Abgesehen von neuen Erkenntnissen im Bereich des Galgenhumors hatte die Wissenschaftssparte Gelotologie heuer nur wenig zu bieten. Die Lehre von den physischen und psychischen Auswirkungen des Lachens schreit allerdings gegenwärtig mehr denn je nach einer ehebaldigen Umsetzung in der Praxis. Eine bewährte Taktik, Gründe für das gesunde Lachen in einer unwirtlichen Umgebung zu finden, ist jene, sich selbst auf die Schaufel zu nehmen. Die klügste Form der Züchtigung ist die Selbstbezichtigung.

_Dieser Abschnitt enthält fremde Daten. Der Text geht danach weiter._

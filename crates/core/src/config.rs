// SPDX-License-Identifier: BUSL-1.1
// Copyright (c) 2026 Alfred Jean LLC

//! Queue and processor configuration
//!
//! The serialisable halves ([`QueueSettings`], [`ProcessorConfig`]) load
//! from TOML with humantime durations:
//!
//! ```toml
//! max_concurrency = 4
//! timeout = "90s"
//!
//! [retry]
//! attempts = 2
//! backoff = "250ms"
//! ```

use crate::error::ConfigError;
use serde::{Deserialize, Serialize};
use std::fmt;
use std::sync::Arc;
use std::time::Duration;

/// Scores a payload; lower values are dequeued first
pub type PriorityFn<T> = Arc<dyn Fn(&T) -> f64 + Send + Sync>;

/// Renders the identity used for duplicate suppression
pub type KeyFn<T> = Arc<dyn Fn(&T) -> String + Send + Sync>;

/// Numeric limits of a priority queue
#[derive(Debug, Clone, PartialEq, Serialize, Deserialize)]
#[serde(default)]
pub struct QueueSettings {
    /// Items scoring below this are rejected by `put`
    pub min_priority_threshold: f64,
    /// Upper bound on `get_batch`
    pub max_batch_size: usize,
}

impl Default for QueueSettings {
    fn default() -> Self {
        Self {
            min_priority_threshold: 0.0,
            max_batch_size: 10,
        }
    }
}

impl QueueSettings {
    pub fn from_toml(source: &str) -> Result<Self, ConfigError> {
        let settings: Self = toml::from_str(source)?;
        settings.validate()?;
        Ok(settings)
    }

    pub fn validate(&self) -> Result<(), ConfigError> {
        if !self.min_priority_threshold.is_finite() {
            return Err(ConfigError::invalid(
                "min_priority_threshold",
                "must be a finite number",
            ));
        }
        if self.max_batch_size == 0 {
            return Err(ConfigError::invalid("max_batch_size", "must be at least 1"));
        }
        Ok(())
    }
}

/// Full queue configuration: limits plus the payload callbacks
pub struct QueueConfig<T> {
    pub settings: QueueSettings,
    priority_fn: PriorityFn<T>,
    duplicate_key: Option<KeyFn<T>>,
}

impl<T: 'static> QueueConfig<T> {
    /// FIFO ordering (every payload scores 0.0), duplicates allowed
    pub fn new() -> Self {
        Self {
            settings: QueueSettings::default(),
            priority_fn: Arc::new(|_| 0.0),
            duplicate_key: None,
        }
    }

    pub fn with_settings(mut self, settings: QueueSettings) -> Self {
        self.settings = settings;
        self
    }

    pub fn with_priority_fn(mut self, f: impl Fn(&T) -> f64 + Send + Sync + 'static) -> Self {
        self.priority_fn = Arc::new(f);
        self
    }

    pub fn with_min_priority_threshold(mut self, threshold: f64) -> Self {
        self.settings.min_priority_threshold = threshold;
        self
    }

    pub fn with_max_batch_size(mut self, size: usize) -> Self {
        self.settings.max_batch_size = size;
        self
    }

    /// Suppress duplicates: a payload whose key equals that of a pending
    /// item resolves to the pending item's id instead of being inserted.
    pub fn with_duplicate_key(mut self, f: impl Fn(&T) -> String + Send + Sync + 'static) -> Self {
        self.duplicate_key = Some(Arc::new(f));
        self
    }

    pub fn allow_duplicates(mut self) -> Self {
        self.duplicate_key = None;
        self
    }
}

impl<T: fmt::Display + 'static> QueueConfig<T> {
    /// Suppress duplicates by comparing the payloads' display form
    pub fn deny_duplicates(self) -> Self {
        self.with_duplicate_key(|item: &T| item.to_string())
    }
}

impl<T> QueueConfig<T> {
    pub(crate) fn priority_of(&self, item: &T) -> f64 {
        (self.priority_fn)(item)
    }

    pub(crate) fn duplicate_key_of(&self, item: &T) -> Option<String> {
        self.duplicate_key.as_ref().map(|key| key(item))
    }

    pub fn allows_duplicates(&self) -> bool {
        self.duplicate_key.is_none()
    }
}

impl<T: 'static> Default for QueueConfig<T> {
    fn default() -> Self {
        Self::new()
    }
}

impl<T> Clone for QueueConfig<T> {
    fn clone(&self) -> Self {
        Self {
            settings: self.settings.clone(),
            priority_fn: Arc::clone(&self.priority_fn),
            duplicate_key: self.duplicate_key.clone(),
        }
    }
}

impl<T> fmt::Debug for QueueConfig<T> {
    fn fmt(&self, f: &mut fmt::Formatter<'_>) -> fmt::Result {
        f.debug_struct("QueueConfig")
            .field("settings", &self.settings)
            .field("allow_duplicates", &self.allows_duplicates())
            .finish_non_exhaustive()
    }
}

/// How failed attempts are retried
#[derive(Debug, Clone, PartialEq, Serialize, Deserialize)]
#[serde(default)]
pub struct RetryPolicy {
    /// Retries after the first attempt
    pub attempts: u32,
    /// Delay before the first retry
    #[serde(with = "humantime_serde")]
    pub backoff: Duration,
    /// Growth of the delay between consecutive retries
    pub backoff_factor: f64,
}

impl Default for RetryPolicy {
    fn default() -> Self {
        Self {
            attempts: 1,
            backoff: Duration::ZERO,
            backoff_factor: 2.0,
        }
    }
}

impl RetryPolicy {
    pub fn new(attempts: u32) -> Self {
        Self {
            attempts,
            ..Self::default()
        }
    }

    pub fn with_backoff(mut self, backoff: Duration, factor: f64) -> Self {
        self.backoff = backoff;
        self.backoff_factor = factor;
        self
    }

    /// First attempt plus retries
    pub fn total_attempts(&self) -> u32 {
        self.attempts.saturating_add(1)
    }

    /// Delay before retry number `retry` (1-based)
    pub fn delay_before(&self, retry: u32) -> Duration {
        if self.backoff.is_zero() || retry == 0 {
            return Duration::ZERO;
        }
        let exponent = i32::try_from(retry - 1).unwrap_or(i32::MAX);
        let secs = self.backoff.as_secs_f64() * self.backoff_factor.powi(exponent);
        Duration::try_from_secs_f64(secs).unwrap_or(Duration::MAX)
    }
}

/// Tuning of an [`crate::AsyncProcessor`]
#[derive(Debug, Clone, PartialEq, Serialize, Deserialize)]
#[serde(default)]
pub struct ProcessorConfig {
    /// Attempts allowed in flight at once
    pub max_concurrency: usize,
    /// Limit on a single attempt
    #[serde(with = "humantime_serde")]
    pub timeout: Duration,
    pub retry: RetryPolicy,
    /// How often a paused drain loop re-checks its flags
    #[serde(with = "humantime_serde")]
    pub pause_poll_interval: Duration,
}

impl Default for ProcessorConfig {
    fn default() -> Self {
        Self {
            max_concurrency: 5,
            timeout: Duration::from_secs(60),
            retry: RetryPolicy::default(),
            pause_poll_interval: Duration::from_millis(50),
        }
    }
}

impl ProcessorConfig {
    pub fn from_toml(source: &str) -> Result<Self, ConfigError> {
        let config: Self = toml::from_str(source)?;
        config.validate()?;
        Ok(config)
    }

    pub fn with_max_concurrency(mut self, max_concurrency: usize) -> Self {
        self.max_concurrency = max_concurrency;
        self
    }

    pub fn with_timeout(mut self, timeout: Duration) -> Self {
        self.timeout = timeout;
        self
    }

    pub fn with_retry_attempts(mut self, attempts: u32) -> Self {
        self.retry.attempts = attempts;
        self
    }

    pub fn with_retry(mut self, retry: RetryPolicy) -> Self {
        self.retry = retry;
        self
    }

    pub fn with_pause_poll_interval(mut self, interval: Duration) -> Self {
        self.pause_poll_interval = interval;
        self
    }

    pub fn validate(&self) -> Result<(), ConfigError> {
        if self.max_concurrency == 0 {
            return Err(ConfigError::invalid("max_concurrency", "must be at least 1"));
        }
        if self.timeout.is_zero() {
            return Err(ConfigError::invalid("timeout", "must be non-zero"));
        }
        if self.pause_poll_interval.is_zero() {
            return Err(ConfigError::invalid("pause_poll_interval", "must be non-zero"));
        }
        let factor = self.retry.backoff_factor;
        if factor.is_nan() || factor < 1.0 {
            return Err(ConfigError::invalid(
                "retry.backoff_factor",
                format!("must be >= 1.0, got {factor}"),
            ));
        }
        Ok(())
    }
}

#[cfg(test)]
#[path = "config_tests.rs"]
mod tests;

Dafür nimmt der in Wien lebende bayerische Musiker und bildende Künstler Philipp Hanich nicht als erster Mensch in der Kunstgeschichte die Rolle des Narren ein. Sein neues, viertes, unter dem Projektnamen Bruch erschienenes Album titelt programmatisch mit The Fool. Nach der Vorgängerarbeit The Lottery von 2016 hat sich Hanich ziemlich lange Zeit gelassen, um hier auf insgesamt 14 Songs vor allem auch autobiografisch vorzugehen.

CUT SURFACE

Abgesehen von der mit Grabesstimme vorgetragenen, mit spitzbübischem Pathos langsam das Herz erweiternden Ballade Gelotologie lauten die Songtitel etwa The Singer,The Painter oder The Sinner. Dementsprechend fest sind die Lieder von The Fool auch in archetypischen Bildern der Populärkultur verankert. Sie präsentieren lustvoll historisch vorgegebene Ausdrucksmöglichkeiten mit unerwarteten Brüchen, Rissen und Spannungen.

The Painter etwa verneigt sich zwar eindeutig vor dem stoischen Beat der Art-Punks Suicide aus dem New York der 1970er-Jahre. Wir hören krude Drumbox-Programmierung und Sparsamkeit in der mit vorsintflutlichem Handtaschen-Synthesizer unternommenen Ausgestaltung der Songs. Allerdings wird dem Lied mit brummigem selbstironischem Gesang tief im Hallraum und zärtlichen Uhs und Ahs statt breitbeinigem Testosteron-Überschuss die Aggressivität des Originals entzogen: "I paint birds!"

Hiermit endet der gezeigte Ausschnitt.